WORK TO COMPLETE
Within the records, find every line that includes the word "ErrorReport" and copy it.

MATERIAL SUPPLIED
-- Opening Marker --

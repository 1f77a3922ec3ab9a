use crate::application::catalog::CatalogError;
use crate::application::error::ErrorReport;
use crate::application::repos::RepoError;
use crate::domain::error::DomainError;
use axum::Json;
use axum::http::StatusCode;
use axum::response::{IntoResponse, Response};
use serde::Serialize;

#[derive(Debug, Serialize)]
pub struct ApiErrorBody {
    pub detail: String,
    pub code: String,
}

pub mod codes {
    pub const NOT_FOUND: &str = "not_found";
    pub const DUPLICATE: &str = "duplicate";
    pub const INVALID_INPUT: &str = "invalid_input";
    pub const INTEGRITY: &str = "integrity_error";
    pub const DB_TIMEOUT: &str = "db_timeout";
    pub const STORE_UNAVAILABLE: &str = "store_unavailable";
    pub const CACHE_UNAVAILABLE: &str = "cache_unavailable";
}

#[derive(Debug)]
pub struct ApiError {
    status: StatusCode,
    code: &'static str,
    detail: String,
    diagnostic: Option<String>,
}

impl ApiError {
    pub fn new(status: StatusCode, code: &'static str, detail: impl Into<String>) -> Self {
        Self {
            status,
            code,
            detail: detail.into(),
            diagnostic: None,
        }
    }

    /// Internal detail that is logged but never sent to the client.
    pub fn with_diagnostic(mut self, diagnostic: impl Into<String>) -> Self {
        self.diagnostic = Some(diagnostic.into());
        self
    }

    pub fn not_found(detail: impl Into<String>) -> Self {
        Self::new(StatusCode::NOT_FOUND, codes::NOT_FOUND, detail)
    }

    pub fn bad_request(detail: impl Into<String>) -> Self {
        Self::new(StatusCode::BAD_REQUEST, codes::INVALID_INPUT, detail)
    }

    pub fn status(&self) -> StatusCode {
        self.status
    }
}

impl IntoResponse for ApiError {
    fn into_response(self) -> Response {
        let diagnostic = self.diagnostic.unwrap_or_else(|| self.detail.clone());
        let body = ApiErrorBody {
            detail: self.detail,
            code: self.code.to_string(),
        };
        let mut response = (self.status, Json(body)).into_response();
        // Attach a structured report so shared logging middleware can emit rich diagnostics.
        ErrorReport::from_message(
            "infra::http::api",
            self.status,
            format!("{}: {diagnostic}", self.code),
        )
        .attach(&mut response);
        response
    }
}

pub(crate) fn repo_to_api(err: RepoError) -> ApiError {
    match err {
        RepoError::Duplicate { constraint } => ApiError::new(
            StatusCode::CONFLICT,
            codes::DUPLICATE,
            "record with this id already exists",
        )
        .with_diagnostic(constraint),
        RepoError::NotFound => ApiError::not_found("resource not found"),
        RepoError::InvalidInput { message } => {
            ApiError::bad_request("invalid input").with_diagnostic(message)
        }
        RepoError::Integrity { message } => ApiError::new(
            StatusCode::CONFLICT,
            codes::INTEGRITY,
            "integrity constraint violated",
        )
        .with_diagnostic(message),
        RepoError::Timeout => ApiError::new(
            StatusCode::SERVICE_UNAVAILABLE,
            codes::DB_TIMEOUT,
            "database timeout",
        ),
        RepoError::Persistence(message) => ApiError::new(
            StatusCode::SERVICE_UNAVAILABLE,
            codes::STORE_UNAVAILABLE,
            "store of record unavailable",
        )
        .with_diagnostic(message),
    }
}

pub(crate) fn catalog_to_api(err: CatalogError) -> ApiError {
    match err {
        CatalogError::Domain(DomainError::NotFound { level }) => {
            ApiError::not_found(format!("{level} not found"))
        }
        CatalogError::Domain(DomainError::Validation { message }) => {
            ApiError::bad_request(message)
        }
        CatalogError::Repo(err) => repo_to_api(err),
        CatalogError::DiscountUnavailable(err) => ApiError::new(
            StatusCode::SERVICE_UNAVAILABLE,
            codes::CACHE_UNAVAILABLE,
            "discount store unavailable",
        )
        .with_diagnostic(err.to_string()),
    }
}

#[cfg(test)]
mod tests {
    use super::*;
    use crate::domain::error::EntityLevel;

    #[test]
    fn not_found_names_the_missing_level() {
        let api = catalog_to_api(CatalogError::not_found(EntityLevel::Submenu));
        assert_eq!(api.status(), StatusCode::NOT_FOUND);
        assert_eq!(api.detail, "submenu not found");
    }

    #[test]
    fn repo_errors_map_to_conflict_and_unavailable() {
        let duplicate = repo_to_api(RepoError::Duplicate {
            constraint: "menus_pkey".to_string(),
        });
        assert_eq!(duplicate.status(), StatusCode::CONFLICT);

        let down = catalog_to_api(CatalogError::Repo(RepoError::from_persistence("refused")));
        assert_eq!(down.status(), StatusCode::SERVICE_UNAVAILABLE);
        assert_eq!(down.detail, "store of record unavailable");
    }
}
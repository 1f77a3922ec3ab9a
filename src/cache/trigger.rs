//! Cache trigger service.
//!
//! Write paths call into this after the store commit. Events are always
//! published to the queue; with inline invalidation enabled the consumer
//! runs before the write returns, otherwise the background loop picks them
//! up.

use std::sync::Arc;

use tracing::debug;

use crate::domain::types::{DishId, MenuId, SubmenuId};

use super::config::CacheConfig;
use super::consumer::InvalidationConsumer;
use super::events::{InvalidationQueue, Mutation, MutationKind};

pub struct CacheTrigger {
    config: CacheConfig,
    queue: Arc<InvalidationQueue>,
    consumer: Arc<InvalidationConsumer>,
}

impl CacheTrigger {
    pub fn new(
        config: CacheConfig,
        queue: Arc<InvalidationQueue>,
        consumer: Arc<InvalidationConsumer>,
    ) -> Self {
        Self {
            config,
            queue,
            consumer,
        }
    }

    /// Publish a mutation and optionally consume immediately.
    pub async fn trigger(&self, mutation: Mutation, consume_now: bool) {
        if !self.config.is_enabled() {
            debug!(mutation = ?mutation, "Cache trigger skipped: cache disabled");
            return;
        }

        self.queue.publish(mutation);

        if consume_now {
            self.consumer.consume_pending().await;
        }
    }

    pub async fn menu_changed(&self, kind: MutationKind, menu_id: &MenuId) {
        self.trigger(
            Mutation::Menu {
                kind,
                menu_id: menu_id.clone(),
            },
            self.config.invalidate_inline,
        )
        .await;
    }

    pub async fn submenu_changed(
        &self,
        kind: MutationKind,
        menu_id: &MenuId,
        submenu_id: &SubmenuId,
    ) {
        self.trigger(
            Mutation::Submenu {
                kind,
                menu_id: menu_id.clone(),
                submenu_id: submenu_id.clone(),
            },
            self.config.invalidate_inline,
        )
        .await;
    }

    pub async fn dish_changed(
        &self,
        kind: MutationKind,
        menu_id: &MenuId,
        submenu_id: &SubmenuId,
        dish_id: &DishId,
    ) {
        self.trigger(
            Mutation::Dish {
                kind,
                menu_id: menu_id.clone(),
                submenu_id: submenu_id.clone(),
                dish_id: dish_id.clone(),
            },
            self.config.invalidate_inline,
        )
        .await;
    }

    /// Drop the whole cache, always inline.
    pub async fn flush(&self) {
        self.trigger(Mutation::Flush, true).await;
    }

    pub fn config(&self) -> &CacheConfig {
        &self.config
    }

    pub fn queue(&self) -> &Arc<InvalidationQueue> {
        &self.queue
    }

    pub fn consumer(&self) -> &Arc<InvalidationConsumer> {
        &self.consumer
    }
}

-- Closing Marker --

SOLUTION TO THIS TASK
use crate::application::error::ErrorReport;
        ErrorReport::from_message(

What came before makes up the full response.